Du sang sur les murs chez les Républicains

La question des législatives commence à faire grand bruit chez les Républicains. Nathalie Kosciusko-Morizet aurait profité de son voyage à Las Vegas avec François Fillon pour obtenir son parachutage dans la circonscription occupée par le vainqueur de la primaire, mais convoitée par Rachida Dati. Du coup, Rachida enrage et a décidé de tirer dans les pattes du candidat LR.

« Il est urgent que François Fillon corrige le cap de sa campagne sinon on va droit dans le mur. »

On s’amusera d’entendre la maire du très chic VIIè arrondissement de Paris préconiser un retour aux pauvres. En tout cas, elle ne peut être soupçonnée de lancer un plaidoyer pro domo, puisque son arrondissement est probablement le territoire le plus riche de France.

Les Républicains anticipent-ils un retour en grâce du PS?

La raison pour laquelle François Fillon a parachuté NKM sur les terres de Rachida pose quand même question. Malgré la curée à laquelle la gauche se prépare, NKM renonce à combattre le frondeur parisien Pascal Cherki dans sa circonscription. Voilà un indice intéressant. Certes, Paris vote plus à gauche que le reste de la France, surtout depuis le départ de Jacques Chirac. Il n’en reste pas moins que cette retraite en bon ordre face à l’ennemi en dit long sur la prudence de NKM et de Fillon pour les prochains mois.

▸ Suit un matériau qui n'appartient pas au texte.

//! Per-rule evaluation.

use std::collections::HashMap;

use chrono::NaiveDate;
use telemetry::metrics;
use tracing::{debug, trace};

use metering_core::conditions::conditions_met;
use metering_core::entitlements::{exempts, Entitlements};
use metering_core::rules::PaywallRule;
use metering_core::user_rules::{UserRule, UserRules};
use metering_core::window::window_expired;

/// Outcome of evaluating one rule for one content item.
#[derive(Debug, Clone, PartialEq)]
pub enum EvaluationResult {
    /// The user's entitlements bypass the rule.
    ///
    /// Reserved for callers that separate bypass from inapplicability;
    /// the evaluator currently reports both as `ConditionsDontMatch`.
    EntitlementsMatch,
    /// The rule does not constrain this view, either because entitlements
    /// bypass it or because its conditions did not match.
    ConditionsDontMatch,
    /// The view is within budget.
    BudgetNotExceeded(UserRule),
    /// The budget ceiling was already reached.
    BudgetExceeded(UserRule),
}

impl EvaluationResult {
    /// Whether the rule denied the view.
    pub fn is_exceeded(&self) -> bool {
        matches!(self, Self::BudgetExceeded(_))
    }

    /// Whether the rule constrained the view at all.
    pub fn rule_applied(&self) -> bool {
        matches!(self, Self::BudgetNotExceeded(_) | Self::BudgetExceeded(_))
    }
}

/// One view being evaluated, with the session state it runs under.
#[derive(Debug, Clone, Copy)]
pub struct ViewContext<'a> {
    pub entitlements: Option<&'a Entitlements>,
    pub access_token: Option<&'a str>,
    pub content_id: &'a str,
    pub page_conditions: Option<&'a HashMap<String, String>>,
    pub count_toward_budget: bool,
    pub as_of: NaiveDate,
}

/// Classifies one rule's outcome for one view, mutating `user_rules` in
/// place when the view counts toward the budget.
///
/// Returns the outcome plus whether the collection needs persisting. Only
/// a counted view reports `true`: lazily created entries and window
/// resets are recomputed deterministically on the next evaluation, so
/// they ride along with the next counted save instead of forcing one.
pub fn evaluate_rule(
    rule: &PaywallRule,
    view: &ViewContext<'_>,
    user_rules: &mut UserRules,
) -> (EvaluationResult, bool) {
    metrics().rules_evaluated.inc();

    let geo_conditions = view
        .entitlements
        .and_then(|e| e.edgescape.as_ref())
        .map(|edgescape| edgescape.as_condition_values());

    let exempt = exempts(view.entitlements, view.access_token, rule);
    let applies = !exempt
        && conditions_met(&rule.conditions, geo_conditions.as_ref())
        && conditions_met(&rule.conditions, view.page_conditions);

    if !applies {
        metrics().rules_skipped.inc();
        trace!(rule_id = rule.id, exempt, "Rule does not constrain this view");
        return (EvaluationResult::ConditionsDontMatch, false);
    }

    let user_rule = user_rules.get_or_create(rule.id, rule.max_page_views, view.as_of);

    // A re-view of already-counted content never consumes budget and
    // never touches the window.
    if user_rule.has_viewed(view.content_id) {
        metrics().repeat_views.inc();
        return (EvaluationResult::BudgetNotExceeded(user_rule.clone()), false);
    }

    if window_expired(&rule.budget, user_rule.last_reset_date, view.as_of) {
        user_rule.reset_counter();
        metrics().window_resets.inc();
        debug!(rule_id = rule.id, "Budget window rolled over");
    }

    if user_rule.budget_limit_met() {
        metrics().rules_tripped.inc();
        debug!(
            rule_id = rule.id,
            counter = user_rule.counter,
            budget = user_rule.budget,
            "Budget exceeded"
        );
        return (EvaluationResult::BudgetExceeded(user_rule.clone()), false);
    }

    if view.count_toward_budget {
        user_rule.record_view(view.content_id);
        metrics().views_counted.inc();
        debug!(
            rule_id = rule.id,
            counter = user_rule.counter,
            budget = user_rule.budget,
            "View counted"
        );
        return (EvaluationResult::BudgetNotExceeded(user_rule.clone()), true);
    }

    (EvaluationResult::BudgetNotExceeded(user_rule.clone()), false)
}
//! File-backed store: one JSON blob per local user.

use std::fs;
use std::io::ErrorKind;
use std::path::PathBuf;

use parking_lot::Mutex;
use telemetry::metrics;
use tracing::debug;

use metering_core::{Result, UserRules};

use crate::{StoreConfig, UserRuleStore};

/// Persists the collection as a single JSON file under the configured
/// directory.
pub struct FileStore {
    path: PathBuf,
    /// Guards reads and writes of the blob file itself.
    io_lock: Mutex<()>,
}

impl FileStore {
    /// Opens a store at the configured path, creating the directory if
    /// needed.
    pub fn new(config: &StoreConfig) -> Result<Self> {
        fs::create_dir_all(&config.directory)?;
        let path = config.blob_path();
        debug!(path = %path.display(), "Opened user-rule store");
        Ok(Self {
            path,
            io_lock: Mutex::new(()),
        })
    }

    /// Path of the backing file.
    pub fn path(&self) -> &std::path::Path {
        &self.path
    }
}

impl UserRuleStore for FileStore {
    fn load(&self) -> Result<UserRules> {
        let _guard = self.io_lock.lock();
        metrics().store_loads.inc();

        match fs::read(&self.path) {
            Ok(bytes) => {
                let rules: UserRules = serde_json::from_slice(&bytes)?;
                debug!(path = %self.path.display(), entries = rules.len(), "Loaded user rules");
                Ok(rules)
            }
            Err(e) if e.kind() == ErrorKind::NotFound => Ok(UserRules::new()),
            Err(e) => {
                metrics().store_errors.inc();
                Err(e.into())
            }
        }
    }

    fn save(&self, rules: &UserRules) -> Result<()> {
        let _guard = self.io_lock.lock();

        let bytes = serde_json::to_vec(rules)?;
        if let Err(e) = fs::write(&self.path, bytes) {
            metrics().store_errors.inc();
            return Err(e.into());
        }

        metrics().store_saves.inc();
        debug!(path = %self.path.display(), entries = rules.len(), "Saved user rules");
        Ok(())
    }

    fn clear(&self) -> Result<()> {
        let _guard = self.io_lock.lock();

        match fs::remove_file(&self.path) {
            Ok(()) => {}
            Err(e) if e.kind() == ErrorKind::NotFound => {}
            Err(e) => {
                metrics().store_errors.inc();
                return Err(e.into());
            }
        }

        metrics().cache_clears.inc();
        debug!(path = %self.path.display(), "Cleared user rules");
        Ok(())
    }
}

Au passage, NKM deviendra indétrônable à Paris, ce dont les Républicains pourraient se mordre longtemps les doigts.

Macron entame un virage en épingle à cheveux

Fillon n’est pas le seul à pressentir que la primaire de la gauche pourrait constituer un réveil salutaire pour les électeurs socialistes. Macron a lui aussi senti le danger.

Le PS (enfin… la Belle Alliance Populaire) occupe désormais le débat public et Macron, comme il fallait s’y attendre, doit mener une course de fond pour récupérer un peu d’audience. Il a donc programmé une conférence de presse le matin du troisième débat, passée relativement inaperçue. Voilà qui augure mal de la suite. Du coup, le voilà obligé de jouer un va-tout: la menace (très illusoire, et bientôt pathétique) de fermer les vannes de ses investitures aux législatives.

La manoeuvre a-t-elle une chance d’aboutir? On voit mal quel élu socialiste lâcherait la proie pour l’ombre avant que le candidat ne soit investi à l’issue du deuxième tour de la primaire. Pour Macron, une passivité des notables socialistes vis-à-vis de sa menace pourrait bien constituer le chant du cygne.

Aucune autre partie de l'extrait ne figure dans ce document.